「最高の職場」はどこ? アメリカと日本のトップ企業

海外におけるキャリアや仕事事情をお届けする「海外便」。今回は、米国で働く人に評価される会社はどこなのか、口コミサイトのランキングから探ってみた。自由な雰囲気のIT(情報技術)系新興企業が台頭するなか、意外な業種の企業が上位に食い込んできた。そして、「没落」している業種もあった。

参照したのは、匿名の社員による企業評価・口コミサイトを運営する米グラスドア(Glassdoor)の「The Best Places to Work」。2009年から毎年発表しており今年で14回を数える。1月に出た22年版は、社員・元社員が20年10月~21年10月に投稿した口コミ評価を集計したものだ。

従業員1000人以上の大企業のランキングを見ると、1位は半導体大手のエヌビディアだった。21年も2位につけるなど上位の常連企業で、給与などの待遇面に加え、柔軟な働き方ができることが評価されているようだ。トップテンにはこのほか、企業向けソフト開発のハブスポット(2位)、コンテンツ管理のボックス(5位)、グーグル(7位)、顧客情報管理のセールスフォース(10位)とIT系がずらりと並ぶ。

「孤独を感じない」「人として見てくれる」

上位100社でみても4割近くをIT関連が占めており、他の業種を圧倒した。テック企業人気は以前からだが、上位に占める割合は年々高まっているようだ。09年版ではトップ50社(トップ100の発表は18年以降)のうち2割程度だったのが、15年以降は上位50社の3割を超えている。

グラスドアのランキングの対象は口コミ評価が75件以上ついている企業で、全体評価に加え、キャリア形成や報酬、企業文化などの各分野について5段階で点数をつけ、自由記述もできる。IT企業についてのコメントをみると「ワーク・ライフ・バランスがいい」「上司や同僚が支えてくれる」といった声が多かった。在宅勤務など新型コロナの流行に配慮した動きも支持されている。2位のハブスポットはコロナ禍で大きなストレスにさらされている社員のメンタルヘルス対策にいち早く取り組み、話題になった。

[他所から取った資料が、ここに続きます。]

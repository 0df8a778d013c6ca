//! Scalar function registration.

use std::panic::AssertUnwindSafe;
use std::sync::Arc;

use esent_func::{FunctionRegistry, ScalarFunction};
use esent_types::SqliteValue;
use rusqlite::Connection;
use rusqlite::functions::FunctionFlags;
use tracing::debug;

use crate::convert::{value_from_ref, value_to_sql};

/// Install every scalar function in `registry` on `conn`.
///
/// # Errors
///
/// Any error SQLite reports while creating a function.
pub fn register_scalars(conn: &Connection, registry: &FunctionRegistry) -> rusqlite::Result<()> {
    for function in registry.scalars() {
        let mut flags = FunctionFlags::SQLITE_UTF8;
        if function.is_deterministic() {
            flags |= FunctionFlags::SQLITE_DETERMINISTIC;
        }
        let name = function.name().to_owned();
        let arity = function.num_args();
        let function = AssertUnwindSafe(Arc::clone(function));
        conn.create_scalar_function(name.as_str(), arity, flags, move |ctx| {
            let function: &Arc<dyn ScalarFunction> = &function;
            let args: Vec<SqliteValue> = (0..ctx.len()).map(|i| value_from_ref(ctx.get_raw(i))).collect();
            function
                .invoke(&args)
                .map(value_to_sql)
                .map_err(|err| rusqlite::Error::UserFunctionError(Box::new(err)))
        })?;
        debug!(name, arity, "scalar function registered");
    }
    Ok(())
}
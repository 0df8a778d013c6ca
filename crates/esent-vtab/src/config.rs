//! Module configuration.

use serde::{Deserialize, Serialize};

pub const DEFAULT_INSTANCE_NAME: &str = "Unique instance for esentVtab";
/// 1M pages.
pub const DEFAULT_MAX_DATABASE_PAGES: u32 = 1024 * 1024;
pub const DEFAULT_RETRIEVE_BUFFER_BYTES: usize = 4096;
pub const DEFAULT_FULL_SCAN_COST: f64 = 1_000_000.0;
pub const DEFAULT_FULL_SCAN_ROWS: i64 = 1_000_000;

/// What to do when a stored value is larger than the retrieval buffer.
#[derive(Debug, Clone, Copy, PartialEq, Eq, Default, Serialize, Deserialize)]
#[serde(rename_all = "snake_case")]
pub enum OversizePolicy {
    /// Retrieve again with a buffer of the reported size.
    #[default]
    Grow,
    /// Fail the column with `ValueTruncated`.
    Error,
}

/// Knobs carried in the module's registration data.
///
/// Missing fields deserialize to their defaults.
#[derive(Debug, Clone, PartialEq, Serialize, Deserialize)]
#[serde(default)]
pub struct VtabConfig {
    /// Name given to each engine instance.
    pub instance_name: String,
    /// Largest database, in pages, the engine will attach.
    pub max_database_pages: u32,
    /// Initial retrieval buffer for columns with no declared maximum size.
    pub retrieve_buffer_bytes: usize,
    pub oversize_policy: OversizePolicy,
    /// Cost reported for every plan.
    pub full_scan_cost: f64,
    /// Row estimate reported for every plan.
    pub full_scan_rows: i64,
}

impl Default for VtabConfig {
    fn default() -> Self {
        Self {
            instance_name: DEFAULT_INSTANCE_NAME.to_owned(),
            max_database_pages: DEFAULT_MAX_DATABASE_PAGES,
            retrieve_buffer_bytes: DEFAULT_RETRIEVE_BUFFER_BYTES,
            oversize_policy: OversizePolicy::Grow,
            full_scan_cost: DEFAULT_FULL_SCAN_COST,
            full_scan_rows: DEFAULT_FULL_SCAN_ROWS,
        }
    }
}

impl VtabConfig {
    /// Fail instead of growing when a value exceeds the buffer.
    #[must_use]
    pub fn strict(mut self) -> Self {
        self.oversize_policy = OversizePolicy::Error;
        self
    }

    #[must_use]
    pub fn with_retrieve_buffer_bytes(mut self, bytes: usize) -> Self {
        self.retrieve_buffer_bytes = bytes.max(1);
        self
    }
}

IT以外の業種ではコンサルティング企業がトップ10に名を連ねる。22年版では3位にベイン・アンド・カンパニー、6位にボストン・コンサルティング・グループが入った。コンサルは09年から安定した人気で「一緒に働く仲間が優秀で、自分自身の成長につながる」という評価理由も一貫している。

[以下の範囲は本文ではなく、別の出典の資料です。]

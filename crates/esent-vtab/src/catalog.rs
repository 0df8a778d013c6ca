//! Catalog introspection.
//!
//! Reads a table's column catalog (sorted by column id) into an ordered list
//! of [`ColumnDescriptor`]s and renders the `CREATE TABLE` statement the host
//! is given. Indexes are enumerated too; they are recorded on the
//! [`TableSchema`] and logged but play no part in planning.

use esent_engine::{CatalogColumn, CatalogIndexColumn, ColumnId, DatabaseId, JetEngine, SessionId};
use esent_error::{EsentError, Result};
use esent_types::{ColumnTypeMapping, lookup};
use tracing::{debug, warn};

use crate::decode::TextEncoding;

/// One declared column, in schema order.
#[derive(Debug, Clone, PartialEq, Eq)]
pub struct ColumnDescriptor {
    /// 0-based position in the declared schema.
    pub ordinal: usize,
    pub name: String,
    pub column_id: ColumnId,
    pub type_code: u32,
    /// Declared maximum size in bytes, 0 when unbounded.
    pub max_bytes: u32,
    pub codepage: u16,
}

impl ColumnDescriptor {
    #[must_use]
    pub const fn mapping(&self) -> ColumnTypeMapping {
        lookup(self.type_code)
    }

    #[must_use]
    pub const fn encoding(&self) -> TextEncoding {
        TextEncoding::from_codepage(self.codepage)
    }

    fn from_catalog(ordinal: usize, column: CatalogColumn) -> Self {
        Self {
            ordinal,
            name: column.name,
            column_id: column.column_id,
            type_code: column.coltyp,
            max_bytes: column.max_bytes,
            codepage: column.codepage,
        }
    }
}

/// One index and its key columns in key order.
#[derive(Debug, Clone, PartialEq, Eq)]
pub struct IndexDescriptor {
    pub name: String,
    pub columns: Vec<String>,
}

/// Everything introspection learns about a table.
#[derive(Debug, Clone, PartialEq)]
pub struct TableSchema {
    pub table_name: String,
    pub columns: Vec<ColumnDescriptor>,
    pub indexes: Vec<IndexDescriptor>,
    /// `CREATE TABLE v(...)` text handed to the host.
    pub sql: String,
}

/// Read the catalogs of `table` and build its schema.
///
/// # Errors
///
/// - [`EsentError::Catalog`] if the column catalog cannot be read.
/// - [`EsentError::EmptySchema`] if the table reports no columns.
pub fn introspect<E: JetEngine>(
    engine: &E,
    session: SessionId,
    database: DatabaseId,
    table: &str,
) -> Result<TableSchema> {
    let mut rows = engine
        .column_catalog(session, database, table)
        .map_err(|err| EsentError::Catalog {
            table: table.to_owned(),
            code: err.code,
            message: engine.error_string(err.code),
        })?;
    rows.sort_by_key(|c| c.column_id);
    if rows.is_empty() {
        return Err(EsentError::EmptySchema {
            table: table.to_owned(),
        });
    }

    let columns: Vec<ColumnDescriptor> = rows
        .into_iter()
        .enumerate()
        .map(|(ordinal, row)| ColumnDescriptor::from_catalog(ordinal, row))
        .collect();
    for column in columns.iter().filter(|c| !c.mapping().is_decodable()) {
        warn!(
            table,
            column = %column.name,
            type_code = column.type_code,
            "column type has no decode rule; declared as UNKNOWN"
        );
    }
    debug!(table, columns = columns.len(), "column catalog read");

    let indexes = match engine.index_catalog(session, database, table) {
        Ok(entries) => group_indexes(entries),
        Err(err) => {
            warn!(table, code = err.code, "failed to enumerate indexes");
            Vec::new()
        }
    };
    for index in &indexes {
        debug!(table, index = %index.name, columns = ?index.columns, "index");
    }

    let sql = schema_sql(&columns);
    Ok(TableSchema {
        table_name: table.to_owned(),
        columns,
        indexes,
        sql,
    })
}

fn group_indexes(mut entries: Vec<CatalogIndexColumn>) -> Vec<IndexDescriptor> {
    entries.sort_by(|a, b| {
        a.index_name
            .cmp(&b.index_name)
            .then(a.position.cmp(&b.position))
    });
    let mut indexes: Vec<IndexDescriptor> = Vec::new();
    for entry in entries {
        match indexes.last_mut() {
            Some(last) if last.name == entry.index_name => last.columns.push(entry.column_name),
            _ => indexes.push(IndexDescriptor {
                name: entry.index_name,
                columns: vec![entry.column_name],
            }),
        }
    }
    indexes
}

/// Render `CREATE TABLE v(<name> <affinity>, ...)`.
#[must_use]
pub fn schema_sql(columns: &[ColumnDescriptor]) -> String {
    let mut sql = String::from("CREATE TABLE v(");
    for (i, column) in columns.iter().enumerate() {
        if i > 0 {
            sql.push_str(", ");
        }
        sql.push_str(&quote_identifier(&column.name));
        sql.push(' ');
        sql.push_str(column.mapping().affinity.as_sql());
    }
    sql.push(')');
    sql
}

/// Quote `name` unless it is a plain identifier that is not a keyword.
#[must_use]
pub fn quote_identifier(name: &str) -> String {
    let mut chars = name.chars();
    let plain = chars
        .next()
        .is_some_and(|c| c.is_ascii_alphabetic() || c == '_')
        && chars.all(|c| c.is_ascii_alphanumeric() || c == '_')
        && !is_keyword(name);
    if plain {
        name.to_owned()
    } else {
        format!("\"{}\"", name.replace('"', "\"\""))
    }
}

fn is_keyword(name: &str) -> bool {
    const KEYWORDS: &[&str] = &[
        "ABORT", "ACTION", "ADD", "AFTER", "ALL", "ALTER", "ALWAYS", "ANALYZE", "AND", "AS",
        "ASC", "ATTACH", "AUTOINCREMENT", "BEFORE", "BEGIN", "BETWEEN", "BY", "CASCADE", "CASE",
        "CAST", "CHECK", "COLLATE", "COLUMN", "COMMIT", "CONFLICT", "CONSTRAINT", "CREATE",
        "CROSS", "CURRENT", "CURRENT_DATE", "CURRENT_TIME", "CURRENT_TIMESTAMP", "DATABASE",
        "DEFAULT", "DEFERRABLE", "DEFERRED", "DELETE", "DESC", "DETACH", "DISTINCT", "DO",
        "DROP", "EACH", "ELSE", "END", "ESCAPE", "EXCEPT", "EXCLUDE", "EXCLUSIVE", "EXISTS",
        "EXPLAIN", "FAIL", "FILTER", "FIRST", "FOLLOWING", "FOR", "FOREIGN", "FROM", "FULL",
        "GENERATED", "GLOB", "GROUP", "GROUPS", "HAVING", "IF", "IGNORE", "IMMEDIATE", "IN",
        "INDEX", "INDEXED", "INITIALLY", "INNER", "INSERT", "INSTEAD", "INTERSECT", "INTO", "IS",
        "ISNULL", "JOIN", "KEY", "LAST", "LEFT", "LIKE", "LIMIT", "MATCH", "MATERIALIZED",
        "NATURAL", "NO", "NOT", "NOTHING", "NOTNULL", "NULL", "NULLS", "OF", "OFFSET", "ON", "OR",
        "ORDER", "OTHERS", "OUTER", "OVER", "PARTITION", "PLAN", "PRAGMA", "PRECEDING",
        "PRIMARY", "QUERY", "RAISE", "RANGE", "RECURSIVE", "REFERENCES", "REGEXP", "REINDEX",
        "RELEASE", "RENAME", "REPLACE", "RESTRICT", "RETURNING", "RIGHT", "ROLLBACK", "ROW",
        "ROWS", "SAVEPOINT", "SELECT", "SET", "TABLE", "TEMP", "TEMPORARY", "THEN", "TIES", "TO",
        "TRANSACTION", "TRIGGER", "UNBOUNDED", "UNION", "UNIQUE", "UPDATE", "USING", "VACUUM",
        "VALUES", "VIEW", "VIRTUAL", "WHEN", "WHERE", "WINDOW", "WITH", "WITHOUT",
    ];
    KEYWORDS.iter().any(|k| k.eq_ignore_ascii_case(name))
}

VRオフィスの会社がコロナ禍で上位に(写真はPIXTA)

上位企業で異色だったのは不動産会社のeXpだ。20年の80位、21年の95位から躍進した。完全にバーチャルな職場でありながら、同僚たちと楽しく交流できるプラットフォームがあるという点が評価された。同社はパンデミック前からインターネット上の仮想空間「メタバース」をオフィスとしており、コロナ流行でこの仕組みが大いに役立った格好だ。仮想空間では様々なイベントも開かれ、社員は「孤独を感じることはまったくない」という。在宅勤務の課題であるコミュニケーション不足を補う好事例と言えそうだ。

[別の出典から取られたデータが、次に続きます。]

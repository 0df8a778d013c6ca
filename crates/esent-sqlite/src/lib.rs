//! SQLite binding for `esentvtab`.
//!
//! [`register`] installs the `esentvtab` module and its scalar functions on a
//! [`rusqlite::Connection`]:
//!
//! ```no_run
//! use std::sync::Arc;
//!
//! use esent_engine::MemoryEngine;
//! use esent_vtab::VtabConfig;
//!
//! let conn = rusqlite::Connection::open_in_memory()?;
//! esent_sqlite::register(&conn, Arc::new(MemoryEngine::new()), VtabConfig::default())?;
//! conn.execute_batch("CREATE VIRTUAL TABLE mail USING esentvtab('mail.edb', Messages)")?;
//! # Ok::<(), rusqlite::Error>(())
//! ```

mod convert;
mod functions;
#[cfg(all(windows, feature = "loadable"))]
mod loadable;
mod module;

use std::sync::Arc;

use esent_engine::JetEngine;
use esent_func::FunctionRegistry;
use esent_vtab::{EsentModule, MODULE_NAME, VtabConfig, register_esent_scalars};
use rusqlite::Connection;
use rusqlite::vtab::read_only_module;
use tracing::info;

pub use convert::{to_sqlite_error, value_from_ref, value_to_sql};
pub use functions::register_scalars;
pub use module::{EsentSqliteCursor, EsentSqliteTable};

/// Install the `esentvtab` module over `engine` plus the `wintime` function.
///
/// # Errors
///
/// Any error SQLite reports while registering the module or a function.
pub fn register<E>(conn: &Connection, engine: Arc<E>, config: VtabConfig) -> rusqlite::Result<()>
where
    E: JetEngine + 'static,
{
    let engine_name = engine.name();
    conn.create_module(
        MODULE_NAME,
        read_only_module::<EsentSqliteTable<E>>(),
        Some(EsentModule::new(engine, config)),
    )?;

    let mut registry = FunctionRegistry::new();
    register_esent_scalars(&mut registry);
    register_scalars(conn, &registry)?;
    info!(module = MODULE_NAME, engine = engine_name, "esentvtab registered");
    Ok(())
}
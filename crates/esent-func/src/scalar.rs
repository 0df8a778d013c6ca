//! Scalar (row-level) function trait.
//!
//! Scalar functions compute one output value from zero or more inputs and
//! keep no state between rows. They are shared across connections through
//! `Arc`, so implementations must be `Send + Sync`.
#![allow(clippy::unnecessary_literal_bound)]

use esent_error::Result;
use esent_types::SqliteValue;

/// A scalar SQL function.
///
/// Stored in the [`FunctionRegistry`](crate::FunctionRegistry) as
/// `Arc<dyn ScalarFunction>`.
pub trait ScalarFunction: Send + Sync {
    /// Execute this function on the given arguments.
    fn invoke(&self, args: &[SqliteValue]) -> Result<SqliteValue>;

    /// Whether the same inputs always produce the same output. Defaults to
    /// `true`.
    fn is_deterministic(&self) -> bool {
        true
    }

    /// The number of arguments this function accepts, `-1` for variadic.
    fn num_args(&self) -> i32;

    /// The SQL-visible function name.
    fn name(&self) -> &str;
}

トップ10で目を引いたもう1社は、9位のルルレモン。街でも着られるおしゃれなヨガウェアが人気のカナダ発スポーツアパレルは17年から50位以内を維持しており、21年も8位と健闘した。同社は店舗でヨガ教室を開くなど、コミュニティづくりを大切にしていることで知られる。コロナでこうした活動は難しくなる中、社員の心身の健康に気を配った経営に共感が寄せられていた。「働き手としてだけでなく、人として見てくれる」というコメントが象徴的だ。

eXpとルルレモンは全く異なる業種だが、社員の感情に寄り添う企業文化が、両社のコメントから読み取れる。

一方、上位に見当たらない業界があった。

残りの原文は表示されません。